When we sit down to code an application somewhere, somehow there is a person who’s eventually going to be using it. Usually that person starts out as -- and too often remains -- a figment of our imagination. What we’ve done is what Alan Cooper calls in his book, The Inmates are Running the Asylum, “bench development.” That’s where the “user” we’re coding for resembles the guy sitting at the next bench. A guy who may be writing another part of the same app as you are, and likely with a vastly different user in mind. Instead of developing applications for one or more well-defined and well-understood personas, that guy and we each go our separate way, never taking the time to communicate and agree on what and who our true user is.
The major malfunction is that we as developers and designers have forgotten a basic, immutable fact: we are not our users.
When a problem arises that lends itself to a computer solution, there’s usually a specific business need underlying the problem. It follows that there must be a diverse and yet specific constituency for that solution. A computer program useful to a mechanic will be useless to an animal trainer…and vice versa.

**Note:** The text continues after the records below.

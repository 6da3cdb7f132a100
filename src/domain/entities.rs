// Copyright (c) 2025 - Cowboy AI, Inc.
//! Normalized NetBox Entities
//!
//! Validated, transient value objects produced by the normalizer. Cross-entity
//! references are held as local natural keys; they are turned into remote
//! identifiers only at push time, from the resolution cache.
//!
//! # Dependency DAG
//!
//! ```text
//! Site ──────┐
//!            ├──> Device ──> Interface ──> IpAddress
//! DeviceType ┘
//! ```

use serde::{Deserialize, Serialize};
use std::fmt;

use super::network::{CidrAddress, InterfaceSpeed, MacAddress, Mtu};
use super::slug::{Slug, SlugError};
use super::vocabulary::{Status, INTERFACE_OBJECT_TYPE};

/// Entity kinds in creation order
#[derive(Debug, Clone, Copy, PartialEq, Eq, Hash, PartialOrd, Ord, Serialize, Deserialize)]
#[serde(rename_all = "snake_case")]
pub enum EntityKind {
    Site,
    DeviceType,
    Device,
    Interface,
    IpAddress,
}

impl EntityKind {
    pub const ALL: [EntityKind; 5] = [
        EntityKind::Site,
        EntityKind::DeviceType,
        EntityKind::Device,
        EntityKind::Interface,
        EntityKind::IpAddress,
    ];

    /// Number of sequential stages in a plan
    pub const STAGE_COUNT: usize = 4;

    /// Stage this kind is pushed in. Kinds sharing a stage are independent.
    pub fn stage(&self) -> usize {
        match self {
            EntityKind::Site | EntityKind::DeviceType => 0,
            EntityKind::Device => 1,
            EntityKind::Interface => 2,
            EntityKind::IpAddress => 3,
        }
    }

    pub fn as_str(&self) -> &'static str {
        match self {
            EntityKind::Site => "site",
            EntityKind::DeviceType => "device_type",
            EntityKind::Device => "device",
            EntityKind::Interface => "interface",
            EntityKind::IpAddress => "ip_address",
        }
    }
}

impl fmt::Display for EntityKind {
    fn fmt(&self, f: &mut fmt::Formatter<'_>) -> fmt::Result {
        f.write_str(self.as_str())
    }
}

/// Local natural key of an entity within a reconciliation run
#[derive(Debug, Clone, PartialEq, Eq, Hash, PartialOrd, Ord, Serialize, Deserialize)]
pub struct EntityKey {
    pub kind: EntityKind,
    pub key: String,
}

impl EntityKey {
    pub fn new(kind: EntityKind, key: impl Into<String>) -> Self {
        Self {
            kind,
            key: key.into(),
        }
    }

    pub fn site(slug: &Slug) -> Self {
        Self::new(EntityKind::Site, slug.as_str())
    }

    pub fn device_type(slug: &Slug) -> Self {
        Self::new(EntityKind::DeviceType, slug.as_str())
    }

    pub fn device(slug: &Slug) -> Self {
        Self::new(EntityKind::Device, slug.as_str())
    }

    /// Interfaces are unique per device
    pub fn interface(device: &Slug, name: &str) -> Self {
        Self::new(EntityKind::Interface, format!("{}/{}", device, name))
    }

    pub fn ip_address(address: &CidrAddress) -> Self {
        Self::new(EntityKind::IpAddress, address.to_string())
    }
}

impl fmt::Display for EntityKey {
    fn fmt(&self, f: &mut fmt::Formatter<'_>) -> fmt::Result {
        write!(f, "{}:{}", self.kind, self.key)
    }
}

/// Identifier assigned by the target system
#[derive(Debug, Clone, Copy, PartialEq, Eq, Hash, PartialOrd, Ord, Serialize, Deserialize)]
#[serde(transparent)]
pub struct RemoteId(pub u64);

impl fmt::Display for RemoteId {
    fn fmt(&self, f: &mut fmt::Formatter<'_>) -> fmt::Result {
        write!(f, "{}", self.0)
    }
}

/// Catalog object referenced by name and slug (manufacturer, device role)
#[derive(Debug, Clone, PartialEq, Eq, Serialize, Deserialize)]
pub struct NamedObject {
    pub name: String,
    pub slug: Slug,
}

impl NamedObject {
    pub fn from_name(name: impl Into<String>) -> Result<Self, SlugError> {
        let name = name.into();
        let slug = Slug::from_name(&name)?;
        Ok(Self { name, slug })
    }
}

#[derive(Debug, Clone, PartialEq, Eq)]
pub struct Site {
    pub name: String,
    pub slug: Slug,
    pub status: Status,
}

#[derive(Debug, Clone, PartialEq, Eq)]
pub struct DeviceType {
    pub manufacturer: NamedObject,
    pub model: String,
    /// Derived from `model`
    pub slug: Slug,
}

#[derive(Debug, Clone, PartialEq, Eq)]
pub struct Device {
    pub name: String,
    pub slug: Slug,
    pub site: Slug,
    pub device_type: Slug,
    pub role: NamedObject,
    pub status: Status,
    pub serial: Option<String>,
}

#[derive(Debug, Clone, PartialEq, Eq)]
pub struct Interface {
    pub device: Slug,
    pub name: String,
    pub interface_type: String,
    pub speed: Option<InterfaceSpeed>,
    pub mtu: Option<Mtu>,
    pub mac_address: Option<MacAddress>,
    pub enabled: bool,
}

/// Object an IP address is bound to
#[derive(Debug, Clone, PartialEq, Eq)]
pub enum AssignedObject {
    Interface { device: Slug, name: String },
}

impl AssignedObject {
    /// NetBox content-type discriminator
    pub fn object_type(&self) -> &'static str {
        match self {
            AssignedObject::Interface { .. } => INTERFACE_OBJECT_TYPE,
        }
    }

    pub fn key(&self) -> EntityKey {
        match self {
            AssignedObject::Interface { device, name } => EntityKey::interface(device, name),
        }
    }
}

#[derive(Debug, Clone, PartialEq, Eq)]
pub struct IpAddress {
    pub address: CidrAddress,
    pub assigned_object: AssignedObject,
}

/// A validated entity ready for planning
#[derive(Debug, Clone, PartialEq, Eq)]
pub enum NormalizedEntity {
    Site(Site),
    DeviceType(DeviceType),
    Device(Device),
    Interface(Interface),
    IpAddress(IpAddress),
}

impl NormalizedEntity {
    pub fn kind(&self) -> EntityKind {
        match self {
            NormalizedEntity::Site(_) => EntityKind::Site,
            NormalizedEntity::DeviceType(_) => EntityKind::DeviceType,
            NormalizedEntity::Device(_) => EntityKind::Device,
            NormalizedEntity::Interface(_) => EntityKind::Interface,
            NormalizedEntity::IpAddress(_) => EntityKind::IpAddress,
        }
    }

    pub fn key(&self) -> EntityKey {
        match self {
            NormalizedEntity::Site(site) => EntityKey::site(&site.slug),
            NormalizedEntity::DeviceType(device_type) => EntityKey::device_type(&device_type.slug),
            NormalizedEntity::Device(device) => EntityKey::device(&device.slug),
            NormalizedEntity::Interface(interface) => {
                EntityKey::interface(&interface.device, &interface.name)
            }
            NormalizedEntity::IpAddress(ip) => EntityKey::ip_address(&ip.address),
        }
    }

    /// Keys that must resolve to remote ids before this entity is pushed
    pub fn dependencies(&self) -> Vec<EntityKey> {
        match self {
            NormalizedEntity::Site(_) | NormalizedEntity::DeviceType(_) => Vec::new(),
            NormalizedEntity::Device(device) => vec![
                EntityKey::site(&device.site),
                EntityKey::device_type(&device.device_type),
            ],
            NormalizedEntity::Interface(interface) => vec![EntityKey::device(&interface.device)],
            NormalizedEntity::IpAddress(ip) => vec![ip.assigned_object.key()],
        }
    }
}
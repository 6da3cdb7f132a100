// Copyright (c) 2025 - Cowboy AI, Inc.
//! In-Memory Target
//!
//! Collects pushed objects in process instead of calling NetBox. Used for
//! dry runs and as the test double for the reconciler.
//!
//! Lookup filters follow NetBox query conventions: a `<field>_id` filter
//! matches the numeric `<field>` reference in the stored payload, any other
//! filter matches the field's string value.

use async_trait::async_trait;
use serde_json::{Map, Value};
use std::collections::BTreeMap;
use tokio::sync::Mutex;
use tracing::debug;

use super::{ClientError, Filters, TargetClient};
use crate::domain::{EntityKind, RemoteId};

/// Number of calls made per operation
#[derive(Debug, Clone, Copy, Default, PartialEq, Eq)]
pub struct CallCounts {
    pub finds: usize,
    pub creates: usize,
    pub updates: usize,
}

impl CallCounts {
    pub fn total(&self) -> usize {
        self.finds + self.creates + self.updates
    }
}

#[derive(Debug, Clone)]
struct InjectedFailure {
    kind: EntityKind,
    field: &'static str,
    value: String,
    /// Remaining failures, `None` for every call
    remaining: Option<u32>,
}

#[derive(Debug, Default)]
struct State {
    next_id: u64,
    objects: BTreeMap<EntityKind, BTreeMap<RemoteId, Value>>,
    failures: Vec<InjectedFailure>,
    calls: CallCounts,
    unavailable: bool,
}

impl State {
    fn allocate(&mut self) -> RemoteId {
        self.next_id += 1;
        RemoteId(self.next_id)
    }

    /// Consume an injected failure matching the call, if any
    fn take_failure<'a>(
        &mut self,
        kind: EntityKind,
        fields: impl Iterator<Item = (&'a str, String)>,
    ) -> Option<ClientError> {
        let fields: Vec<(&str, String)> = fields.collect();
        let failure = self.failures.iter_mut().find(|failure| {
            failure.kind == kind
                && failure.remaining != Some(0)
                && fields
                    .iter()
                    .any(|(field, value)| *field == failure.field && *value == failure.value)
        })?;

        if let Some(remaining) = failure.remaining.as_mut() {
            *remaining -= 1;
        }

        Some(ClientError::Status {
            status: 500,
            body: format!("injected failure for {} {}", kind, failure.value),
        })
    }
}

/// Target that stores objects in memory
#[derive(Debug, Default)]
pub struct InMemoryTarget {
    state: Mutex<State>,
}

impl InMemoryTarget {
    pub fn new() -> Self {
        Self::default()
    }

    /// Fail calls for `kind` whose payload or filters carry `field == value`
    ///
    /// `times` limits how many calls fail; `None` fails every call.
    pub async fn fail_on(
        &self,
        kind: EntityKind,
        field: &'static str,
        value: impl Into<String>,
        times: Option<u32>,
    ) {
        self.state.lock().await.failures.push(InjectedFailure {
            kind,
            field,
            value: value.into(),
            remaining: times,
        });
    }

    /// Make `health_check` fail
    pub async fn set_unavailable(&self, unavailable: bool) {
        self.state.lock().await.unavailable = unavailable;
    }

    /// Store an object directly, bypassing failure injection
    pub async fn seed(&self, kind: EntityKind, payload: Value) -> RemoteId {
        let mut state = self.state.lock().await;
        let id = state.allocate();
        state.objects.entry(kind).or_default().insert(id, payload);
        id
    }

    pub async fn objects(&self, kind: EntityKind) -> Vec<(RemoteId, Value)> {
        self.state
            .lock()
            .await
            .objects
            .get(&kind)
            .map(|objects| {
                objects
                    .iter()
                    .map(|(id, payload)| (*id, payload.clone()))
                    .collect()
            })
            .unwrap_or_default()
    }

    pub async fn get(&self, kind: EntityKind, id: RemoteId) -> Option<Value> {
        self.state
            .lock()
            .await
            .objects
            .get(&kind)
            .and_then(|objects| objects.get(&id))
            .cloned()
    }

    pub async fn count(&self, kind: EntityKind) -> usize {
        self.state
            .lock()
            .await
            .objects
            .get(&kind)
            .map(BTreeMap::len)
            .unwrap_or(0)
    }

    /// Objects stored across all kinds
    pub async fn total(&self) -> usize {
        self.state
            .lock()
            .await
            .objects
            .values()
            .map(BTreeMap::len)
            .sum()
    }

    pub async fn calls(&self) -> CallCounts {
        self.state.lock().await.calls
    }
}

fn payload_fields(payload: &Value) -> impl Iterator<Item = (&str, String)> {
    payload
        .as_object()
        .into_iter()
        .flat_map(Map::iter)
        .filter_map(|(field, value)| scalar(value).map(|value| (field.as_str(), value)))
}

fn scalar(value: &Value) -> Option<String> {
    match value {
        Value::String(s) => Some(s.clone()),
        Value::Number(n) => Some(n.to_string()),
        Value::Bool(b) => Some(b.to_string()),
        _ => None,
    }
}

fn matches_filter(payload: &Value, field: &str, expected: &str) -> bool {
    let field = field.strip_suffix("_id").unwrap_or(field);
    payload
        .get(field)
        .and_then(scalar)
        .map(|actual| actual == expected)
        .unwrap_or(false)
}

#[async_trait]
impl TargetClient for InMemoryTarget {
    async fn find_by_key(
        &self,
        kind: EntityKind,
        filters: &Filters,
    ) -> Result<Option<RemoteId>, ClientError> {
        let mut state = self.state.lock().await;
        state.calls.finds += 1;

        let lookup = filters
            .iter()
            .map(|(field, value)| (field.strip_suffix("_id").unwrap_or(*field), value.clone()));
        if let Some(error) = state.take_failure(kind, lookup) {
            return Err(error);
        }

        let matches: Vec<RemoteId> = state
            .objects
            .get(&kind)
            .map(|objects| {
                objects
                    .iter()
                    .filter(|(_, payload)| {
                        filters
                            .iter()
                            .all(|(field, value)| matches_filter(payload, field, value))
                    })
                    .map(|(id, _)| *id)
                    .collect()
            })
            .unwrap_or_default();

        match matches.as_slice() {
            [] => Ok(None),
            [id] => Ok(Some(*id)),
            many => Err(ClientError::Ambiguous {
                kind,
                count: many.len() as u64,
            }),
        }
    }

    async fn create(&self, kind: EntityKind, payload: &Value) -> Result<RemoteId, ClientError> {
        let mut state = self.state.lock().await;
        state.calls.creates += 1;

        if let Some(error) = state.take_failure(kind, payload_fields(payload)) {
            return Err(error);
        }

        let id = state.allocate();
        state
            .objects
            .entry(kind)
            .or_default()
            .insert(id, payload.clone());
        debug!(kind = %kind, id = %id, "Created in-memory object");
        Ok(id)
    }

    async fn update(
        &self,
        kind: EntityKind,
        id: RemoteId,
        payload: &Value,
    ) -> Result<(), ClientError> {
        let mut state = self.state.lock().await;
        state.calls.updates += 1;

        if let Some(error) = state.take_failure(kind, payload_fields(payload)) {
            return Err(error);
        }

        let existing = state
            .objects
            .get_mut(&kind)
            .and_then(|objects| objects.get_mut(&id))
            .ok_or_else(|| ClientError::Status {
                status: 404,
                body: format!("{} {} not found", kind, id),
            })?;

        match (existing.as_object_mut(), payload.as_object()) {
            (Some(existing), Some(patch)) => {
                for (field, value) in patch {
                    existing.insert(field.clone(), value.clone());
                }
            }
            _ => *existing = payload.clone(),
        }
        debug!(kind = %kind, id = %id, "Updated in-memory object");
        Ok(())
    }

    async fn health_check(&self) -> Result<(), ClientError> {
        if self.state.lock().await.unavailable {
            return Err(ClientError::Transport("in-memory target unavailable".to_string()));
        }
        Ok(())
    }

    fn name(&self) -> &str {
        "in-memory"
    }
}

A persona is a representative archetype that models the kind of people who will be really using our application. An archetype which is qualitatively and quantitatively validated so that we know that we can rely on it. An archetype described in such detail that every developer on the team feels like they had lunch with that persona just last week.
The first step in creating a persona is to unambiguously decide on what kind of person(s) would be included in the constituency for your application. Then you go find several of those kinds of person and talk with them. You ask them about all the things that would be helpful in designing an application that would be useful for them. For example, what exactly do they see as being their occupation? What are their goals as they perform their work? What information do they need to do their job, and in what form? What are their day-to-day frustrations and pain points? How, and with whom do they communicate to get things done? What you end up is a list of characteristics and attributes that you consolidate into one or more personas.
One final thought: to create a persona and to create fiction are two disparate things. For a persona to be reliable and actionable, it must be a truly representative archetype, with nothing about it pulled out of thin air. You can consolidate characteristics and attributes, certainly. But they must first actually exist in the group of people you interviewed to get the data to create the persona.